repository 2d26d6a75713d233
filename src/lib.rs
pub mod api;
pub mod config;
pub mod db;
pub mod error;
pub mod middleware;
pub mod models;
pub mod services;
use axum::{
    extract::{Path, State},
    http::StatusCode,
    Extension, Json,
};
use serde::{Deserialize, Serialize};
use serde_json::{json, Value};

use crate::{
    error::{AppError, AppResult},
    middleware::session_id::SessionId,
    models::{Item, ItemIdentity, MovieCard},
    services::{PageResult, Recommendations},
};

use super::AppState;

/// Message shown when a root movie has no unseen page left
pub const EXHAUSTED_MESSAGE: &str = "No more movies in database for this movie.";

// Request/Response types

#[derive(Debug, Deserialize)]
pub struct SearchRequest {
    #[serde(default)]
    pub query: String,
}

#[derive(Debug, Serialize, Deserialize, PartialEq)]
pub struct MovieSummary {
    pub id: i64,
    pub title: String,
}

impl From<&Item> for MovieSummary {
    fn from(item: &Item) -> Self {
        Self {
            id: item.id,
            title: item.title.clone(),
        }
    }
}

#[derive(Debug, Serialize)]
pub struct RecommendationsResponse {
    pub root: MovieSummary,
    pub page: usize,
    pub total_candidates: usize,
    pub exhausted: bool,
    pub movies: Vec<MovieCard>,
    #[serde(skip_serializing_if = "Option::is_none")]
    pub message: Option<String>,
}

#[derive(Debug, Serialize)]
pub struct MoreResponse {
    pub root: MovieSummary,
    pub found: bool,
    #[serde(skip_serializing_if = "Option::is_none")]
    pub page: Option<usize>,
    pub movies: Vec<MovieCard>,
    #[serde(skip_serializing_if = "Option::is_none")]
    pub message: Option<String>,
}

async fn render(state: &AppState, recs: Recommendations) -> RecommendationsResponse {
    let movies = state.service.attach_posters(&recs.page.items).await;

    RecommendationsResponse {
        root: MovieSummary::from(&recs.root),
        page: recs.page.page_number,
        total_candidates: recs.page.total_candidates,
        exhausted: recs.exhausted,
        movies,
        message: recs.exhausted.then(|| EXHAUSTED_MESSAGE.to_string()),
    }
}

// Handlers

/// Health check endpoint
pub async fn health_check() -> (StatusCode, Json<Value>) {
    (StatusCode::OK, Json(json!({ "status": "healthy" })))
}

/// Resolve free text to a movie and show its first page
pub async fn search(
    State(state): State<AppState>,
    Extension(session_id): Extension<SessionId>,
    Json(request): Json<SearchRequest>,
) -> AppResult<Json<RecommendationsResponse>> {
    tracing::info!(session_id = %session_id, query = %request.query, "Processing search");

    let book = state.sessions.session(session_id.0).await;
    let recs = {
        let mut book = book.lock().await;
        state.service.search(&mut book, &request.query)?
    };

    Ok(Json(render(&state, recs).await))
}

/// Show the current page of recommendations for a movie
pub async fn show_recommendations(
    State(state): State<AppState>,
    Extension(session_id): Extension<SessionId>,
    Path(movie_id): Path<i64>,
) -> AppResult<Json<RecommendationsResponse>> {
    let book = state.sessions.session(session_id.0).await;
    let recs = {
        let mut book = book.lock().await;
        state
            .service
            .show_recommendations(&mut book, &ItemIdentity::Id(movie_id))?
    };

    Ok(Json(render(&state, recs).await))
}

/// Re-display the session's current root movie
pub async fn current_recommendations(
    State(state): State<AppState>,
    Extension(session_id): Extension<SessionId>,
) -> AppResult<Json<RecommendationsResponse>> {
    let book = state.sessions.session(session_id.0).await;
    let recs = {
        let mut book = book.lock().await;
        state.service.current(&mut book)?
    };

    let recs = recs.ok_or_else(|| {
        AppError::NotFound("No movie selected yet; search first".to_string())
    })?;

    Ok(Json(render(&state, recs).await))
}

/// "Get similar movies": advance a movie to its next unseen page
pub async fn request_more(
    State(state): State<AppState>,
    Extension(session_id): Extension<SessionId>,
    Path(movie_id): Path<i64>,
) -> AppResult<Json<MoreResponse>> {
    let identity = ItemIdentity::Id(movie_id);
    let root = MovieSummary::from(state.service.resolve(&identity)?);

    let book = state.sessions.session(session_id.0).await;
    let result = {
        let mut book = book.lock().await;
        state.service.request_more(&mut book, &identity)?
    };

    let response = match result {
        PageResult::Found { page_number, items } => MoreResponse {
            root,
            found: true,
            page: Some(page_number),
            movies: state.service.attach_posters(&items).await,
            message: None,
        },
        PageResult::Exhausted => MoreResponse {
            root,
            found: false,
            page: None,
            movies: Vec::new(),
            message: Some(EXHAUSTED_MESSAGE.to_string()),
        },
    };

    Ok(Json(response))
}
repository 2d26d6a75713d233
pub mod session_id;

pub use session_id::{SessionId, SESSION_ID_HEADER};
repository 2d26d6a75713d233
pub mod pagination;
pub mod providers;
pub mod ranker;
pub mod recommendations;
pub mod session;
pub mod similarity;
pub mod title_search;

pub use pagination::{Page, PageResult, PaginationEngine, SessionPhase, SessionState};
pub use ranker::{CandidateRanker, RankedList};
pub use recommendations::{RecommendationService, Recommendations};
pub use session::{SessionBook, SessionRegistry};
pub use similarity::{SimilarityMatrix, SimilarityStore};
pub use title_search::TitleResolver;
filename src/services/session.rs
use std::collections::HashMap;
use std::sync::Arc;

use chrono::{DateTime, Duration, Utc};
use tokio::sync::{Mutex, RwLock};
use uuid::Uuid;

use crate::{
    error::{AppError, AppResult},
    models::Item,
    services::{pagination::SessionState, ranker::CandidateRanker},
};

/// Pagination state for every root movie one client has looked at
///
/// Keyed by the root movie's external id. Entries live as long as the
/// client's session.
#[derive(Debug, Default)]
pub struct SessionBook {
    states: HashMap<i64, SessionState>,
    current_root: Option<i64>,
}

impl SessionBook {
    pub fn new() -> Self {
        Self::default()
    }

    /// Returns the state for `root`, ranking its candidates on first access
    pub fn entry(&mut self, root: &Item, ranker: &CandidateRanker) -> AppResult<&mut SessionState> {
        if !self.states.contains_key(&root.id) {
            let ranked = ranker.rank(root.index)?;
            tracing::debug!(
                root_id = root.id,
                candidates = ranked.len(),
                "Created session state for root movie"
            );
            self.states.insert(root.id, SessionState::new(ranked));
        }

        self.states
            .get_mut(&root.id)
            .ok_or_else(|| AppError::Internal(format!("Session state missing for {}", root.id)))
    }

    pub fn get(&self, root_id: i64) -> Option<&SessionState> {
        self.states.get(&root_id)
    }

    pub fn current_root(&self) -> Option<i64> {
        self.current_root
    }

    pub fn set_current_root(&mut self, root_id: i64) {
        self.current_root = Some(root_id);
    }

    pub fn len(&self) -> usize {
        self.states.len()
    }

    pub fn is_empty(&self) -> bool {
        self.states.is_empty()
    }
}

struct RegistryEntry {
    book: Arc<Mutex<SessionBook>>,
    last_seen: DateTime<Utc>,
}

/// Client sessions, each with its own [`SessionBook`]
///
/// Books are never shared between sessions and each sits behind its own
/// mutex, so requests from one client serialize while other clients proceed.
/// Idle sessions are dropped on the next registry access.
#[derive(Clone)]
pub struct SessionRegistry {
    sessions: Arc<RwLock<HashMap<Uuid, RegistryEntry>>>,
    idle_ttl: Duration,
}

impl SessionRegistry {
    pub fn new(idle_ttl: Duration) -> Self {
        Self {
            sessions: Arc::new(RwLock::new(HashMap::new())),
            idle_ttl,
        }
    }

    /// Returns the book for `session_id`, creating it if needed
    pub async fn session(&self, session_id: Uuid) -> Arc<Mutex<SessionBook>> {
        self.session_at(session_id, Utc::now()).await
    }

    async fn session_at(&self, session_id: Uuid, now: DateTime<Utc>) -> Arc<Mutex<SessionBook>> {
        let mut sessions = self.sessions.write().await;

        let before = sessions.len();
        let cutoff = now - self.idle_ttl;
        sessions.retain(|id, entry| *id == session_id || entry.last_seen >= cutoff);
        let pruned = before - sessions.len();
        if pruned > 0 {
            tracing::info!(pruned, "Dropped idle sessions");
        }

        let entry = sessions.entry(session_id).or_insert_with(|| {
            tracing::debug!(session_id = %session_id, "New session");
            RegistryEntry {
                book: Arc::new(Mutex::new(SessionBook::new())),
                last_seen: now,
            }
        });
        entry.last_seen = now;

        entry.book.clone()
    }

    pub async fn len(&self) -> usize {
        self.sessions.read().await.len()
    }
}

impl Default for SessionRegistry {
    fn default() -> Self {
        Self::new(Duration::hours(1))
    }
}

...

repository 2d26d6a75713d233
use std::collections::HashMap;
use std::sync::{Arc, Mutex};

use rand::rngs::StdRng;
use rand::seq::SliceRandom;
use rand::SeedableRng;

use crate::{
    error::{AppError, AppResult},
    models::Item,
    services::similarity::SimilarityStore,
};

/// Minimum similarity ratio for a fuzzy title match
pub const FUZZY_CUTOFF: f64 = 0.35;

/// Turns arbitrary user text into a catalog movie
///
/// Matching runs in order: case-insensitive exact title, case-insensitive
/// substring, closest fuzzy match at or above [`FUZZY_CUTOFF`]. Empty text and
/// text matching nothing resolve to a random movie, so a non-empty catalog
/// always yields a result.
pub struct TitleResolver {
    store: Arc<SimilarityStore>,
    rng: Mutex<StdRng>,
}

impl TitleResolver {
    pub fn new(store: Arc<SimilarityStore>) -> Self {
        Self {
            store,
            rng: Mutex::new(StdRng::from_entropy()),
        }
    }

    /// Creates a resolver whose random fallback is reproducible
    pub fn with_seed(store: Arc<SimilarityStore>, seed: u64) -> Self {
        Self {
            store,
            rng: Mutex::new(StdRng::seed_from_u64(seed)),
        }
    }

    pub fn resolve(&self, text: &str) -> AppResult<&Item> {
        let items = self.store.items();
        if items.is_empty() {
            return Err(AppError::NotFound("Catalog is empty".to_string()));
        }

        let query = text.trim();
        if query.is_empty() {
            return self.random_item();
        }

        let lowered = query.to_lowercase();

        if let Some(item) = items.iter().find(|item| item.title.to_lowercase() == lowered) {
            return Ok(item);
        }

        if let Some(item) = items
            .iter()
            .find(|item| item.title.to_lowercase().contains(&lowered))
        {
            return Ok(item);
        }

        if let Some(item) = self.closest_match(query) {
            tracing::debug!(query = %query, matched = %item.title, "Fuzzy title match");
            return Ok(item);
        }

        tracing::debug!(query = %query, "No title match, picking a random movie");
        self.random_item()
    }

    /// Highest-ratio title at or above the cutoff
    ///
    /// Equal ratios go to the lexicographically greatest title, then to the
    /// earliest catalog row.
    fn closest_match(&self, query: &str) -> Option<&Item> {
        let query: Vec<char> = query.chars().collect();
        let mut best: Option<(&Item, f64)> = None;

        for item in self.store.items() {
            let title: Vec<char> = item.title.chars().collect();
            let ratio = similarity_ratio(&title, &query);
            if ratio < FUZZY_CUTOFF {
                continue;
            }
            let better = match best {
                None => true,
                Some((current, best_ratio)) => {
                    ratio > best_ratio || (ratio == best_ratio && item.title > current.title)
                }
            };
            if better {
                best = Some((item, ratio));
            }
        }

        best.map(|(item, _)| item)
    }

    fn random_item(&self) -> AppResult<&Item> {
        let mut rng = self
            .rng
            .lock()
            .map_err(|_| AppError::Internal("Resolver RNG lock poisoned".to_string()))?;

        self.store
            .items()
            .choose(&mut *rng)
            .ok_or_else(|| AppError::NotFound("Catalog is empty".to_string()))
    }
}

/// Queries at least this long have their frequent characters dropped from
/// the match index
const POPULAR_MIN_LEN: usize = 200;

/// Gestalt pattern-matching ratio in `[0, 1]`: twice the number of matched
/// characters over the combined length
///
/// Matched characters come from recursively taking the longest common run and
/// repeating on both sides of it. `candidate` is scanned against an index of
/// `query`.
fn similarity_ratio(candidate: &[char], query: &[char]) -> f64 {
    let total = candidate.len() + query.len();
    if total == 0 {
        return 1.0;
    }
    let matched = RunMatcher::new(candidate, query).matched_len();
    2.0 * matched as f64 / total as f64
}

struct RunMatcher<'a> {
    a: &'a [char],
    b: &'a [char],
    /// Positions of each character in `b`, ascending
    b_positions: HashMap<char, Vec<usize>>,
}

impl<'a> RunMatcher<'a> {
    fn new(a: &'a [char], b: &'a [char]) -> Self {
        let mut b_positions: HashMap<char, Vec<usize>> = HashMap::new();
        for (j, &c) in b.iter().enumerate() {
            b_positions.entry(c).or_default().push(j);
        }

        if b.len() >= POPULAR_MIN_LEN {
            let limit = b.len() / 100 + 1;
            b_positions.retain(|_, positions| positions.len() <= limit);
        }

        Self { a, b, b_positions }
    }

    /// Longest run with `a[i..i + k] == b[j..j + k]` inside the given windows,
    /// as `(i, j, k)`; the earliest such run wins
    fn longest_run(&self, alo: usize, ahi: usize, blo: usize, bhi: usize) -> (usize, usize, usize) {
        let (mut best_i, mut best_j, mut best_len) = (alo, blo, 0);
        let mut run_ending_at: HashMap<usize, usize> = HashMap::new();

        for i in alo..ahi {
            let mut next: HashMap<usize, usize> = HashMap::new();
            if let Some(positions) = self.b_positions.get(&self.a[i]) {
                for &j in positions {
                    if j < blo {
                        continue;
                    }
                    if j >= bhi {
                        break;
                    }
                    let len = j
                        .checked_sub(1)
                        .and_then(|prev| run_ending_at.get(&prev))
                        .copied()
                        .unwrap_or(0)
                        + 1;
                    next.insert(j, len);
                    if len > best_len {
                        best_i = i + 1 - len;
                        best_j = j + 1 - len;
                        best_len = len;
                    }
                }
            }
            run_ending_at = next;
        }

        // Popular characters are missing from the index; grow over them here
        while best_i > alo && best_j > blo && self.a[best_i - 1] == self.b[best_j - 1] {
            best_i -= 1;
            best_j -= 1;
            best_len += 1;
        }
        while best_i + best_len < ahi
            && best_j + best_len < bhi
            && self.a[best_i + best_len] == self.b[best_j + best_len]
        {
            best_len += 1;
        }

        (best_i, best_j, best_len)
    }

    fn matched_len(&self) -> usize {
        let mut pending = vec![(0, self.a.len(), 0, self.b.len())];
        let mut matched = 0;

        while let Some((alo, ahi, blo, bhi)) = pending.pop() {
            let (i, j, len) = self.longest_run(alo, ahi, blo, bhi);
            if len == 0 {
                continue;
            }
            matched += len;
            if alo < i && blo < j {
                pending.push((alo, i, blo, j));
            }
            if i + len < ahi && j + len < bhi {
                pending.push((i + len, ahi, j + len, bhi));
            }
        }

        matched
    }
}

• [Task goal]
Lines in the data holding the word "Some": count them and say how many, nothing more.

• [Exercise result]
10